Near-term reform priorities should focus on permanent revenue measures and better cash and liability management that would reduce the financing needs crucial to restore fiscal space and debt sustainability. In addition, strengthening tax administration, removing tax exemptions, and actively combating tax evasion can also boost revenues and improve governance.

Recommendations for the U.S. Government

  1. Prove the case for the Lobito Corridor ProjectAs part of a visit to the region and engagements with both the public and private sectors (mining firms and logistics companies) and multilateral institutions, there was strong consensus that the project was neither a good use of resources nor one with adequate government or private sector buy-in. Instead, upgrading existing infrastructure—rail and road connections to ports at Namibia’s Walvis Bay or Mozambique’s Beira, for example—would be a better use of resources and bring value much more quickly.

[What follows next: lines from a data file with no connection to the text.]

//! # Mail Templates API
//!
//! Thin CRUD over the notification templates admins edit. Templates are
//! rows, not logic: no rendering or delivery happens here.

use axum::extract::rejection::JsonRejection;
use axum::extract::{Path, State};
use axum::http::StatusCode;
use axum::routing::get;
use axum::{Json, Router};
use serde::Deserialize;
use utoipa::ToSchema;
use uuid::Uuid;

use tdesk_core::{Capability, TemplateId, Timestamp};

use crate::auth::{require_capability, CallerIdentity};
use crate::error::AppError;
use crate::extractors::{extract_validated_json, require_text, FieldIssue, Validate};
use crate::state::{AppState, MailTemplateRecord};

/// Create/update payload for a mail template.
#[derive(Debug, Deserialize, ToSchema)]
pub struct MailTemplateRequest {
    pub name: String,
    pub subject: String,
    pub body: String,
}

impl Validate for MailTemplateRequest {
    fn issues(&self) -> Vec<FieldIssue> {
        let mut issues = Vec::new();
        issues.extend(require_text("name", &self.name));
        issues.extend(require_text("subject", &self.subject));
        issues
    }
}

/// Build the mail-templates router.
pub fn router() -> Router<AppState> {
    Router::new()
        .route(
            "/v1/mail-templates",
            get(list_templates).post(create_template),
        )
        .route(
            "/v1/mail-templates/:id",
            get(get_template).put(update_template).delete(delete_template),
        )
}

/// GET /v1/mail-templates — List all templates.
#[utoipa::path(
    get,
    path = "/v1/mail-templates",
    responses(
        (status = 200, description = "List of templates", body = Vec<MailTemplateRecord>),
        (status = 403, description = "Missing ManageMailTemplates capability", body = crate::error::ErrorBody),
    ),
    tag = "mail_templates"
)]
pub async fn list_templates(
    State(state): State<AppState>,
    caller: CallerIdentity,
) -> Result<Json<Vec<MailTemplateRecord>>, AppError> {
    require_capability(&caller, Capability::ManageMailTemplates)?;
    Ok(Json(state.mail_templates.list()))
}

/// POST /v1/mail-templates — Create a template.
#[utoipa::path(
    post,
    path = "/v1/mail-templates",
    request_body = MailTemplateRequest,
    responses(
        (status = 201, description = "Template created", body = MailTemplateRecord),
        (status = 403, description = "Missing ManageMailTemplates capability", body = crate::error::ErrorBody),
        (status = 422, description = "Validation error", body = crate::error::ErrorBody),
    ),
    tag = "mail_templates"
)]
pub async fn create_template(
    State(state): State<AppState>,
    caller: CallerIdentity,
    body: Result<Json<MailTemplateRequest>, JsonRejection>,
) -> Result<(StatusCode, Json<MailTemplateRecord>), AppError> {
    require_capability(&caller, Capability::ManageMailTemplates)?;
    let req = extract_validated_json(body)?;

    let id = TemplateId::new();
    let record = MailTemplateRecord {
        id,
        name: req.name,
        subject: req.subject,
        body: req.body,
        updated_at: Timestamp::now(),
    };
    state.mail_templates.insert(*id.as_uuid(), record.clone());
    Ok((StatusCode::CREATED, Json(record)))
}

/// GET /v1/mail-templates/:id — Get a single template.
#[utoipa::path(
    get,
    path = "/v1/mail-templates/{id}",
    params(("id" = Uuid, Path, description = "Template ID")),
    responses(
        (status = 200, description = "Template found", body = MailTemplateRecord),
        (status = 404, description = "Template not found", body = crate::error::ErrorBody),
    ),
    tag = "mail_templates"
)]
pub async fn get_template(
    State(state): State<AppState>,
    caller: CallerIdentity,
    Path(id): Path<Uuid>,
) -> Result<Json<MailTemplateRecord>, AppError> {
    require_capability(&caller, Capability::ManageMailTemplates)?;
    state
        .mail_templates
        .get(&id)
        .map(Json)
        .ok_or_else(|| AppError::NotFound(format!("mail template {id} not found")))
}

/// PUT /v1/mail-templates/:id — Replace a template.
#[utoipa::path(
    put,
    path = "/v1/mail-templates/{id}",
    params(("id" = Uuid, Path, description = "Template ID")),
    request_body = MailTemplateRequest,
    responses(
        (status = 200, description = "Template updated", body = MailTemplateRecord),
        (status = 404, description = "Template not found", body = crate::error::ErrorBody),
    ),
    tag = "mail_templates"
)]
pub async fn update_template(
    State(state): State<AppState>,
    caller: CallerIdentity,
    Path(id): Path<Uuid>,
    body: Result<Json<MailTemplateRequest>, JsonRejection>,
) -> Result<Json<MailTemplateRecord>, AppError> {
    require_capability(&caller, Capability::ManageMailTemplates)?;
    let req = extract_validated_json(body)?;

    state
        .mail_templates
        .update(&id, |template| {
            template.name = req.name.clone();
            template.subject = req.subject.clone();
            template.body = req.body.clone();
            template.updated_at = Timestamp::now();
        })
        .map(Json)
        .ok_or_else(|| AppError::NotFound(format!("mail template {id} not found")))
}

/// DELETE /v1/mail-templates/:id — Delete a template.
#[utoipa::path(
    delete,
    path = "/v1/mail-templates/{id}",
    params(("id" = Uuid, Path, description = "Template ID")),
    responses(
        (status = 204, description = "Template deleted"),
        (status = 404, description = "Template not found", body = crate::error::ErrorBody),
    ),
    tag = "mail_templates"
)]
pub async fn delete_template(
    State(state): State<AppState>,
    caller: CallerIdentity,
    Path(id): Path<Uuid>,
) -> Result<StatusCode, AppError> {
    require_capability(&caller, Capability::ManageMailTemplates)?;
    state
        .mail_templates
        .remove(&id)
        .map(|_| StatusCode::NO_CONTENT)
        .ok_or_else(|| AppError::NotFound(format!("mail template {id} not found")))
}
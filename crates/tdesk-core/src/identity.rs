//! # Identity Newtypes
//!
//! Domain-primitive newtypes for identifiers throughout the TDesk stack.
//! Each identifier is a distinct type — you cannot pass a [`UserId`] where
//! a [`RequestId`] is expected.
//!
//! All identifiers are UUID-backed and always valid by construction.

use serde::{Deserialize, Serialize};
use uuid::Uuid;

/// A unique identifier for a user (employee, PNC operator, finance, admin).
#[derive(Debug, Clone, Copy, PartialEq, Eq, Hash, Serialize, Deserialize)]
pub struct UserId(Uuid);

impl UserId {
    /// Create a new random user identifier.
    pub fn new() -> Self {
        Self(Uuid::new_v4())
    }

    /// Create a user identifier from an existing UUID.
    pub fn from_uuid(id: Uuid) -> Self {
        Self(id)
    }

    /// Access the underlying UUID.
    pub fn as_uuid(&self) -> &Uuid {
        &self.0
    }
}

impl Default for UserId {
    fn default() -> Self {
        Self::new()
    }
}

impl std::fmt::Display for UserId {
    fn fmt(&self, f: &mut std::fmt::Formatter<'_>) -> std::fmt::Result {
        write!(f, "{}", self.0)
    }
}

/// A unique identifier for a travel request.
#[derive(Debug, Clone, Copy, PartialEq, Eq, Hash, Serialize, Deserialize)]
pub struct RequestId(Uuid);

impl RequestId {
    /// Create a new random request identifier.
    pub fn new() -> Self {
        Self(Uuid::new_v4())
    }

    /// Create a request identifier from an existing UUID.
    pub fn from_uuid(id: Uuid) -> Self {
        Self(id)
    }

    /// Access the underlying UUID.
    pub fn as_uuid(&self) -> &Uuid {
        &self.0
    }
}

impl Default for RequestId {
    fn default() -> Self {
        Self::new()
    }
}

impl std::fmt::Display for RequestId {
    fn fmt(&self, f: &mut std::fmt::Formatter<'_>) -> std::fmt::Result {
        write!(f, "{}", self.0)
    }
}

/// A unique identifier for a mail template.
#[derive(Debug, Clone, Copy, PartialEq, Eq, Hash, Serialize, Deserialize)]
pub struct TemplateId(Uuid);

impl TemplateId {
    /// Create a new random template identifier.
    pub fn new() -> Self {
        Self(Uuid::new_v4())
    }

    /// Create a template identifier from an existing UUID.
    pub fn from_uuid(id: Uuid) -> Self {
        Self(id)
    }

    /// Access the underlying UUID.
    pub fn as_uuid(&self) -> &Uuid {
        &self.0
    }
}

impl Default for TemplateId {
    fn default() -> Self {
        Self::new()
    }
}

impl std::fmt::Display for TemplateId {
    fn fmt(&self, f: &mut std::fmt::Formatter<'_>) -> std::fmt::Result {
        write!(f, "{}", self.0)
    }
}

  2. Engage with high-level officials for strategic planning and mid-level civil servants that drive execution. Based on engagements with officials in various emerging markets, the U.S. government has a tendency to only engage with senior officials in Zambia—often political appointees. However, when there are political changes and/or a change in events, it’s common for agreed-upon efforts to slip through the cracks. Such was the case with U.S. government support for mapping Zambia’s resources.

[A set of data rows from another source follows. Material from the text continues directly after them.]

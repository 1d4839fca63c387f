//! # Temporal Types — UTC-Only Timestamps and Calendar-Day Arithmetic
//!
//! Defines `Timestamp`, a UTC-only timestamp type truncated to seconds
//! precision, plus the calendar-day helper the notice-period checker is
//! built on.
//!
//! ## Invariant
//!
//! Timestamps in the TDesk stack are UTC with Z suffix. Local timezone
//! offsets would make transition logs ambiguous across deployments, so
//! non-UTC inputs are **rejected at parse** — there is no silent conversion.
//!
//! Travel dates are `chrono::NaiveDate` calendar dates. The difference
//! between two calendar dates is an exact whole number of days, so the
//! notice-period rule ("floor the day difference, never round up") holds by
//! construction — there is no sub-day component to truncate.

use chrono::{DateTime, NaiveDate, Timelike, Utc};
use serde::{Deserialize, Serialize};

use crate::error::ValidationError;

/// A UTC-only timestamp, truncated to seconds precision.
///
/// # Construction
///
/// - [`Timestamp::now()`] — current UTC time, truncated.
/// - [`Timestamp::from_utc()`] — from a `DateTime<Utc>`, truncating sub-seconds.
/// - [`Timestamp::parse()`] — from an ISO8601 string, rejecting non-UTC offsets.
#[derive(Debug, Clone, Copy, PartialEq, Eq, PartialOrd, Ord, Hash, Serialize, Deserialize)]
pub struct Timestamp(DateTime<Utc>);

impl Timestamp {
    /// Create a timestamp from the current UTC time, truncated to seconds.
    pub fn now() -> Self {
        Self(truncate_to_seconds(Utc::now()))
    }

    /// Create a timestamp from a `chrono::DateTime<Utc>`, truncating sub-seconds.
    pub fn from_utc(dt: DateTime<Utc>) -> Self {
        Self(truncate_to_seconds(dt))
    }

    /// Parse a timestamp from an RFC 3339 / ISO8601 string.
    ///
    /// **Rejects non-UTC inputs.** Only timestamps with the `Z` suffix are
    /// accepted — even `+00:00`, which is semantically equivalent, is
    /// rejected so that logged timestamps have a single canonical form.
    ///
    /// # Errors
    ///
    /// Returns an error if the string is not valid RFC 3339 or uses a
    /// non-Z timezone offset.
    pub fn parse(s: &str) -> Result<Self, ValidationError> {
        if !s.ends_with('Z') {
            return Err(ValidationError::InvalidTimestamp(format!(
                "must use Z suffix (UTC only), got: {s:?}"
            )));
        }

        let dt = DateTime::parse_from_rfc3339(s).map_err(|e| {
            ValidationError::InvalidTimestamp(format!("invalid RFC 3339 timestamp {s:?}: {e}"))
        })?;

        Ok(Self(truncate_to_seconds(dt.with_timezone(&Utc))))
    }

    /// Access the inner `DateTime<Utc>`.
    pub fn as_datetime(&self) -> &DateTime<Utc> {
        &self.0
    }

    /// The calendar date (UTC) this timestamp falls on.
    pub fn date(&self) -> NaiveDate {
        self.0.date_naive()
    }

    /// Render as ISO8601 with Z suffix (e.g., `2026-08-23T12:00:00Z`).
    pub fn to_iso8601(&self) -> String {
        self.0.format("%Y-%m-%dT%H:%M:%SZ").to_string()
    }
}

impl std::fmt::Display for Timestamp {
    fn fmt(&self, f: &mut std::fmt::Formatter<'_>) -> std::fmt::Result {
        f.write_str(&self.to_iso8601())
    }
}

/// Truncate a `DateTime<Utc>` to seconds precision (discard nanoseconds).
fn truncate_to_seconds(dt: DateTime<Utc>) -> DateTime<Utc> {
    dt.with_nanosecond(0).unwrap_or(dt)
}

/// Whole calendar days from `today` until `travel_date`.
///
/// Negative when the travel date is already past. This is the single
/// arithmetic primitive of the notice-period checker: a policy requiring
/// `d` days of notice passes iff `days_until(...) >= d`.
pub fn days_until(travel_date: NaiveDate, today: NaiveDate) -> i64 {
    (travel_date - today).num_days()
}

/// Parse a calendar date in `YYYY-MM-DD` form.
pub fn parse_date(s: &str) -> Result<NaiveDate, ValidationError> {
    NaiveDate::parse_from_str(s, "%Y-%m-%d")
        .map_err(|_| ValidationError::InvalidDate(s.to_string()))
}

#[cfg(test)]
mod tests {
    use super::*;
    use chrono::TimeZone;

    #[test]
    fn now_has_no_subseconds() {
        let ts = Timestamp::now();
        assert_eq!(ts.as_datetime().nanosecond(), 0);
    }

    #[test]
    fn from_utc_truncates() {
        let dt = Utc.with_ymd_and_hms(2026, 8, 23, 12, 30, 45).unwrap();
        let dt_with_nanos = dt.with_nanosecond(123_456_789).unwrap();
        let ts = Timestamp::from_utc(dt_with_nanos);
        assert_eq!(ts.as_datetime().nanosecond(), 0);
        assert_eq!(ts.to_iso8601(), "2026-08-23T12:30:45Z");
    }

    #[test]
    fn parse_z_suffix_accepted() {
        let ts = Timestamp::parse("2026-08-23T12:00:00Z").unwrap();
        assert_eq!(ts.to_iso8601(), "2026-08-23T12:00:00Z");
    }

    #[test]
    fn parse_offsets_rejected() {
        assert!(Timestamp::parse("2026-08-23T12:00:00+00:00").is_err());
        assert!(Timestamp::parse("2026-08-23T17:00:00+05:00").is_err());
        assert!(Timestamp::parse("2026-08-23T08:00:00-04:00").is_err());
    }

    #[test]
    fn parse_invalid_format() {
        assert!(Timestamp::parse("not-a-date").is_err());
        assert!(Timestamp::parse("2026-08-23").is_err());
        assert!(Timestamp::parse("").is_err());
    }

    #[test]
    fn display_matches_iso8601() {
        let dt = Utc.with_ymd_and_hms(2026, 6, 30, 23, 59, 59).unwrap();
        let ts = Timestamp::from_utc(dt);
        assert_eq!(format!("{ts}"), ts.to_iso8601());
    }

    #[test]
    fn timestamp_date_projection() {
        let ts = Timestamp::parse("2026-08-23T23:59:59Z").unwrap();
        assert_eq!(ts.date(), NaiveDate::from_ymd_opt(2026, 8, 23).unwrap());
    }

    #[test]
    fn serde_roundtrip() {
        let ts = Timestamp::parse("2026-08-23T12:00:00Z").unwrap();
        let json = serde_json::to_string(&ts).unwrap();
        let parsed: Timestamp = serde_json::from_str(&json).unwrap();
        assert_eq!(ts, parsed);
    }

    // ---- days_until ----

    #[test]
    fn days_until_future_date() {
        let today = NaiveDate::from_ymd_opt(2026, 8, 23).unwrap();
        let travel = NaiveDate::from_ymd_opt(2026, 9, 2).unwrap();
        assert_eq!(days_until(travel, today), 10);
    }

    #[test]
    fn days_until_same_day_is_zero() {
        let today = NaiveDate::from_ymd_opt(2026, 8, 23).unwrap();
        assert_eq!(days_until(today, today), 0);
    }

    #[test]
    fn days_until_past_date_is_negative() {
        let today = NaiveDate::from_ymd_opt(2026, 8, 23).unwrap();
        let travel = NaiveDate::from_ymd_opt(2026, 8, 20).unwrap();
        assert_eq!(days_until(travel, today), -3);
    }

    #[test]
    fn days_until_crosses_month_and_year() {
        let today = NaiveDate::from_ymd_opt(2026, 12, 30).unwrap();
        let travel = NaiveDate::from_ymd_opt(2027, 1, 2).unwrap();
        assert_eq!(days_until(travel, today), 3);
    }

    // ---- parse_date ----

    #[test]
    fn parse_date_valid() {
        let d = parse_date("2026-08-23").unwrap();
        assert_eq!(d, NaiveDate::from_ymd_opt(2026, 8, 23).unwrap());
    }

    #[test]
    fn parse_date_rejects_malformed() {
        assert!(parse_date("23-08-2026").is_err());
        assert!(parse_date("2026/08/23").is_err());
        assert!(parse_date("2026-13-01").is_err());
        assert!(parse_date("").is_err());
    }
}
//! Submission pipeline.
//!
//! The one place the three policy checks compose: evaluate the notice rule,
//! freeze the verdict into a snapshot, decide auto-approval, and construct
//! the request. API handlers and the CLI both go through here so nothing
//! submits a request with an unevaluated snapshot.

use chrono::NaiveDate;

use tdesk_state::{RequestError, SubmitRequestParams, TravelRequest};

use crate::approval::auto_approvable;
use crate::config::PolicyConfig;
use crate::notice;

/// Evaluate policy and submit a travel request.
///
/// `today` is the submission date, passed explicitly so the evaluation is a
/// pure function of its inputs.
///
/// # Errors
///
/// Propagates [`RequestError`] from construction: blank cities, or a
/// flagged submission lacking a justification.
pub fn submit_request(
    params: SubmitRequestParams,
    policy: &PolicyConfig,
    today: NaiveDate,
) -> Result<TravelRequest, RequestError> {
    let outcome = notice::evaluate(params.mode, params.date_of_travel, today, &policy.notice);
    let auto_approve = auto_approvable(params.estimated_cost_minor, policy);
    TravelRequest::submit(params, outcome.to_snapshot(), auto_approve)
}

#[cfg(test)]
mod tests {
    use super::*;
    use chrono::Duration;
    use tdesk_core::{TravelMode, UserId};
    use tdesk_state::RequestStatus;

    fn today() -> NaiveDate {
        NaiveDate::from_ymd_opt(2026, 8, 23).unwrap()
    }

    fn params(mode: TravelMode, days_out: i64) -> SubmitRequestParams {
        SubmitRequestParams {
            employee_id: UserId::new(),
            mode,
            date_of_travel: today() + Duration::days(days_out),
            origin: "Karachi".to_string(),
            destination: "Islamabad".to_string(),
            estimated_cost_minor: 30_000_00,
            justification: None,
        }
    }

    #[test]
    fn compliant_submission_records_a_clear_snapshot() {
        let req = submit_request(params(TravelMode::Flight, 20), &PolicyConfig::standard(), today())
            .unwrap();
        assert_eq!(req.status, RequestStatus::Submitted);
        assert!(!req.violation().flagged);
        assert_eq!(req.violation().days_notice, Some(20));
        assert_eq!(req.violation().required_days, Some(15));
    }

    #[test]
    fn short_notice_without_justification_is_refused() {
        let result = submit_request(params(TravelMode::Flight, 10), &PolicyConfig::standard(), today());
        assert!(matches!(result, Err(RequestError::JustificationRequired)));
    }

    #[test]
    fn short_notice_with_justification_is_flagged_but_accepted() {
        let mut p = params(TravelMode::Flight, 10);
        p.justification = Some("client escalation".to_string());
        let req = submit_request(p, &PolicyConfig::standard(), today()).unwrap();
        assert!(req.violation().flagged);
        assert_eq!(req.violation().days_notice, Some(10));
    }

    #[test]
    fn unconfigured_mode_submits_with_an_unevaluated_snapshot() {
        let req = submit_request(params(TravelMode::Other, 0), &PolicyConfig::standard(), today())
            .unwrap();
        assert!(!req.violation().flagged);
        assert!(req.violation().days_notice.is_none());
    }

    #[test]
    fn cheap_request_auto_approves() {
        let mut policy = PolicyConfig::standard();
        policy.auto_approve_limit_minor = Some(40_000_00);
        let req = submit_request(params(TravelMode::Flight, 20), &policy, today()).unwrap();
        assert_eq!(req.status, RequestStatus::Approved);
    }

    #[test]
    fn expensive_request_waits_for_a_human() {
        let mut policy = PolicyConfig::standard();
        policy.auto_approve_limit_minor = Some(20_000_00);
        let req = submit_request(params(TravelMode::Flight, 20), &policy, today()).unwrap();
        assert_eq!(req.status, RequestStatus::Submitted);
    }

    #[test]
    fn flagged_and_cheap_still_needs_justification_first() {
        // Auto-approval never silences the justification requirement.
        let mut policy = PolicyConfig::standard();
        policy.auto_approve_limit_minor = Some(40_000_00);
        let result = submit_request(params(TravelMode::Flight, 5), &policy, today());
        assert!(matches!(result, Err(RequestError::JustificationRequired)));

        let mut p = params(TravelMode::Flight, 5);
        p.justification = Some("urgent audit visit".to_string());
        let req = submit_request(p, &policy, today()).unwrap();
        assert_eq!(req.status, RequestStatus::Approved);
        assert!(req.violation().flagged);
    }
}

  3. Invest in energy projects. Zambia has a significant energy shortage and mining is highly energy intensive. Just 34 percent of the country’s population has access to energy. By investing in clean energy, companies can reduce their cost of doing business, free up energy capacity for household consumption, and provide energy to areas neighboring mines. For example, First Quantum Minerals, which has had a consistent presence in Zambia for 28 years, has found strategic value and public favor by partnering with TotalEnergies and Chariot Energy for a 430 MW solar project and a wind project, which are expected to be commissioned in 2026 and 2027, respectively. More of this is needed.


Ultimately, Zambia should work with investors to leverage its natural resources for economic growth. The country remains in high debt distress, with debt over 115.2 percent of GDP. Poverty increased from 54.4 percent in 2015 to 60 percent in 2022. In the long run, Zambia faces significant challenges ahead as the country is experiencing a large demographic shift. The population is expected to double in the next 25 years, resulting in pressure on demand for social services such as jobs, education, and health care. The proposed recommendations seek to create a conducive environment for investors while still ensuring that these investments are mutually beneficial.